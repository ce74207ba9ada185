// パス: runtime_heap/tests/heap.rs
// 役割: ヒープの副作用なし読み出しとプロトタイプ探索を検証する
// 意図: 表示器・補完器が前提とする読み出し規則を固定する
// 関連ファイル: runtime_heap/src/heap.rs, runtime_heap/src/object.rs

use runtime_heap::{
    Attributes, ElementValue, Heap, ObjectKind, Property, PropertyKey, ReadError, TypedArrayKind,
    Value,
};

fn define(heap: &mut Heap, id: runtime_heap::ObjectId, key: &str, value: Value) {
    heap.object_mut(id)
        .define(PropertyKey::from(key), Property::data(value, Attributes::DEFAULT));
}

#[test]
/// 自身にないプロパティはプロトタイプ鎖から読まれる。
fn reads_follow_prototype_chain() {
    let mut heap = Heap::new();
    let proto = heap.alloc_ordinary();
    define(&mut heap, proto, "inherited", Value::Number(1.0));
    let obj = heap.alloc(ObjectKind::Ordinary, Some(proto));
    define(&mut heap, obj, "own", Value::Number(2.0));

    let own = heap
        .get_without_side_effects(obj, &PropertyKey::from("own"))
        .unwrap();
    let inherited = heap
        .get_without_side_effects(obj, &PropertyKey::from("inherited"))
        .unwrap();
    let missing = heap
        .get_without_side_effects(obj, &PropertyKey::from("missing"))
        .unwrap();
    assert!(matches!(own, Some(Value::Number(n)) if n == 2.0));
    assert!(matches!(inherited, Some(Value::Number(n)) if n == 1.0));
    assert!(missing.is_none());
}

#[test]
/// アクセサに当たった読み出しはエラーになり、ゲッターは呼ばれない。
fn accessor_reads_are_refused() {
    let mut heap = Heap::new();
    let obj = heap.alloc_ordinary();
    heap.object_mut(obj).define(
        PropertyKey::from("x"),
        Property::accessor(None, None, Attributes::DEFAULT),
    );
    let err = heap
        .get_without_side_effects(obj, &PropertyKey::from("x"))
        .unwrap_err();
    assert_eq!(err, ReadError::Accessor("x".into()));
}

#[test]
/// プロキシを経由する読み出しは拒否される。
fn proxy_reads_are_refused() {
    let mut heap = Heap::new();
    let target = heap.alloc_ordinary();
    let handler = heap.alloc_ordinary();
    let proxy = heap.alloc(ObjectKind::Proxy { target, handler }, None);
    let err = heap
        .get_without_side_effects(proxy, &PropertyKey::from("a"))
        .unwrap_err();
    assert_eq!(err, ReadError::Proxy);
}

#[test]
/// 循環したプロトタイプ鎖でも探索が停止する。
fn cyclic_prototype_chain_terminates() {
    let mut heap = Heap::new();
    let a = heap.alloc(ObjectKind::Ordinary, None);
    let b = heap.alloc(ObjectKind::Ordinary, Some(a));
    heap.object_mut(a).prototype = Some(b);
    let result = heap
        .get_without_side_effects(a, &PropertyKey::from("nothing"))
        .unwrap();
    assert!(result.is_none());
}

#[test]
/// 配列の穴は undefined として読まれ、length は内部スロットから得られる。
fn array_holes_read_as_undefined() {
    let mut heap = Heap::new();
    let arr = heap.alloc(ObjectKind::Array { length: 0 }, None);
    heap.object_mut(arr)
        .define_index(2, Property::data(Value::Number(7.0), Attributes::DEFAULT));
    assert!(matches!(
        heap.element_without_side_effects(arr, 0).unwrap(),
        Value::Undefined
    ));
    assert!(matches!(
        heap.get_without_side_effects(arr, &PropertyKey::from("length")).unwrap(),
        Some(Value::Number(n)) if n == 3.0
    ));
}

#[test]
/// 型付き配列はリトルエンディアンでバッファへ読み書きする。
fn typed_array_elements_are_little_endian() {
    let mut heap = Heap::new();
    let buffer = heap.alloc(ObjectKind::ArrayBuffer(Some(vec![0; 8])), None);
    let view = heap.alloc(
        ObjectKind::TypedArray {
            kind: TypedArrayKind::Uint16,
            buffer,
            byte_offset: 0,
            length: 4,
        },
        None,
    );
    heap.set_typed_array_element(view, 1, ElementValue::Number(258.0));
    heap.set_typed_array_element(view, 2, ElementValue::Number(-1.0));
    assert_eq!(
        heap.array_buffer_bytes(buffer).unwrap(),
        &[0, 0, 2, 1, 0xff, 0xff, 0, 0]
    );
    assert!(matches!(
        heap.typed_array_element(view, 1).unwrap(),
        Some(Value::Number(n)) if n == 258.0
    ));
    assert!(heap.typed_array_element(view, 9).unwrap().is_none());
}

#[test]
/// 切り離し済みバッファの要素は読めない。
fn detached_buffer_reports_error() {
    let mut heap = Heap::new();
    let buffer = heap.alloc(ObjectKind::ArrayBuffer(None), None);
    let view = heap.alloc(
        ObjectKind::TypedArray {
            kind: TypedArrayKind::Uint8,
            buffer,
            byte_offset: 0,
            length: 1,
        },
        None,
    );
    assert_eq!(
        heap.typed_array_element(view, 0).unwrap_err(),
        ReadError::Detached
    );
}

#[test]
/// 副作用なし文字列化はオブジェクトをクラス名で表す。
fn display_string_uses_class_name() {
    let mut heap = Heap::new();
    let arr = heap.alloc(ObjectKind::Array { length: 0 }, None);
    let sym = heap.new_symbol(Some("tag"));
    assert_eq!(heap.display_string(&Value::Object(arr)), "[object Array]");
    assert_eq!(heap.display_string(&Value::Symbol(sym)), "Symbol(tag)");
    assert_eq!(heap.display_string(&Value::Number(0.5)), "0.5");
}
● ● ● ● ● ● ●
- **ASSIGNMENT**:
Exact reproduction of the whole material is the required answer.

- **FINAL ANSWER**:
repository ce74207ba9ada185
// パス: runtime_heap/tests/heap.rs
// 役割: ヒープの副作用なし読み出しとプロトタイプ探索を検証する
// 意図: 表示器・補完器が前提とする読み出し規則を固定する
// 関連ファイル: runtime_heap/src/heap.rs, runtime_heap/src/object.rs

use runtime_heap::{
    Attributes, ElementValue, Heap, ObjectKind, Property, PropertyKey, ReadError, TypedArrayKind,
    Value,
};

fn define(heap: &mut Heap, id: runtime_heap::ObjectId, key: &str, value: Value) {
    heap.object_mut(id)
        .define(PropertyKey::from(key), Property::data(value, Attributes::DEFAULT));
}

#[test]
/// 自身にないプロパティはプロトタイプ鎖から読まれる。
fn reads_follow_prototype_chain() {
    let mut heap = Heap::new();
    let proto = heap.alloc_ordinary();
    define(&mut heap, proto, "inherited", Value::Number(1.0));
    let obj = heap.alloc(ObjectKind::Ordinary, Some(proto));
    define(&mut heap, obj, "own", Value::Number(2.0));

    let own = heap
        .get_without_side_effects(obj, &PropertyKey::from("own"))
        .unwrap();
    let inherited = heap
        .get_without_side_effects(obj, &PropertyKey::from("inherited"))
        .unwrap();
    let missing = heap
        .get_without_side_effects(obj, &PropertyKey::from("missing"))
        .unwrap();
    assert!(matches!(own, Some(Value::Number(n)) if n == 2.0));
    assert!(matches!(inherited, Some(Value::Number(n)) if n == 1.0));
    assert!(missing.is_none());
}

#[test]
/// アクセサに当たった読み出しはエラーになり、ゲッターは呼ばれない。
fn accessor_reads_are_refused() {
    let mut heap = Heap::new();
    let obj = heap.alloc_ordinary();
    heap.object_mut(obj).define(
        PropertyKey::from("x"),
        Property::accessor(None, None, Attributes::DEFAULT),
    );
    let err = heap
        .get_without_side_effects(obj, &PropertyKey::from("x"))
        .unwrap_err();
    assert_eq!(err, ReadError::Accessor("x".into()));
}

#[test]
/// プロキシを経由する読み出しは拒否される。
fn proxy_reads_are_refused() {
    let mut heap = Heap::new();
    let target = heap.alloc_ordinary();
    let handler = heap.alloc_ordinary();
    let proxy = heap.alloc(ObjectKind::Proxy { target, handler }, None);
    let err = heap
        .get_without_side_effects(proxy, &PropertyKey::from("a"))
        .unwrap_err();
    assert_eq!(err, ReadError::Proxy);
}

#[test]
/// 循環したプロトタイプ鎖でも探索が停止する。
fn cyclic_prototype_chain_terminates() {
    let mut heap = Heap::new();
    let a = heap.alloc(ObjectKind::Ordinary, None);
    let b = heap.alloc(ObjectKind::Ordinary, Some(a));
    heap.object_mut(a).prototype = Some(b);
    let result = heap
        .get_without_side_effects(a, &PropertyKey::from("nothing"))
        .unwrap();
    assert!(result.is_none());
}

#[test]
/// 配列の穴は undefined として読まれ、length は内部スロットから得られる。
fn array_holes_read_as_undefined() {
    let mut heap = Heap::new();
    let arr = heap.alloc(ObjectKind::Array { length: 0 }, None);
    heap.object_mut(arr)
        .define_index(2, Property::data(Value::Number(7.0), Attributes::DEFAULT));
    assert!(matches!(
        heap.element_without_side_effects(arr, 0).unwrap(),
        Value::Undefined
    ));
    assert!(matches!(
        heap.get_without_side_effects(arr, &PropertyKey::from("length")).unwrap(),
        Some(Value::Number(n)) if n == 3.0
    ));
}

#[test]
/// 型付き配列はリトルエンディアンでバッファへ読み書きする。
fn typed_array_elements_are_little_endian() {
    let mut heap = Heap::new();
    let buffer = heap.alloc(ObjectKind::ArrayBuffer(Some(vec![0; 8])), None);
    let view = heap.alloc(
        ObjectKind::TypedArray {
            kind: TypedArrayKind::Uint16,
            buffer,
            byte_offset: 0,
            length: 4,
        },
        None,
    );
    heap.set_typed_array_element(view, 1, ElementValue::Number(258.0));
    heap.set_typed_array_element(view, 2, ElementValue::Number(-1.0));
    assert_eq!(
        heap.array_buffer_bytes(buffer).unwrap(),
        &[0, 0, 2, 1, 0xff, 0xff, 0, 0]
    );
    assert!(matches!(
        heap.typed_array_element(view, 1).unwrap(),
        Some(Value::Number(n)) if n == 258.0
    ));
    assert!(heap.typed_array_element(view, 9).unwrap().is_none());
}

#[test]
/// 切り離し済みバッファの要素は読めない。
fn detached_buffer_reports_error() {
    let mut heap = Heap::new();
    let buffer = heap.alloc(ObjectKind::ArrayBuffer(None), None);
    let view = heap.alloc(
        ObjectKind::TypedArray {
            kind: TypedArrayKind::Uint8,
            buffer,
            byte_offset: 0,
            length: 1,
        },
        None,
    );
    assert_eq!(
        heap.typed_array_element(view, 0).unwrap_err(),
        ReadError::Detached
    );
}

#[test]
/// 副作用なし文字列化はオブジェクトをクラス名で表す。
fn display_string_uses_class_name() {
    let mut heap = Heap::new();
    let arr = heap.alloc(ObjectKind::Array { length: 0 }, None);
    let sym = heap.new_symbol(Some("tag"));
    assert_eq!(heap.display_string(&Value::Object(arr)), "[object Array]");
    assert_eq!(heap.display_string(&Value::Symbol(sym)), "Symbol(tag)");
    assert_eq!(heap.display_string(&Value::Number(0.5)), "0.5");
}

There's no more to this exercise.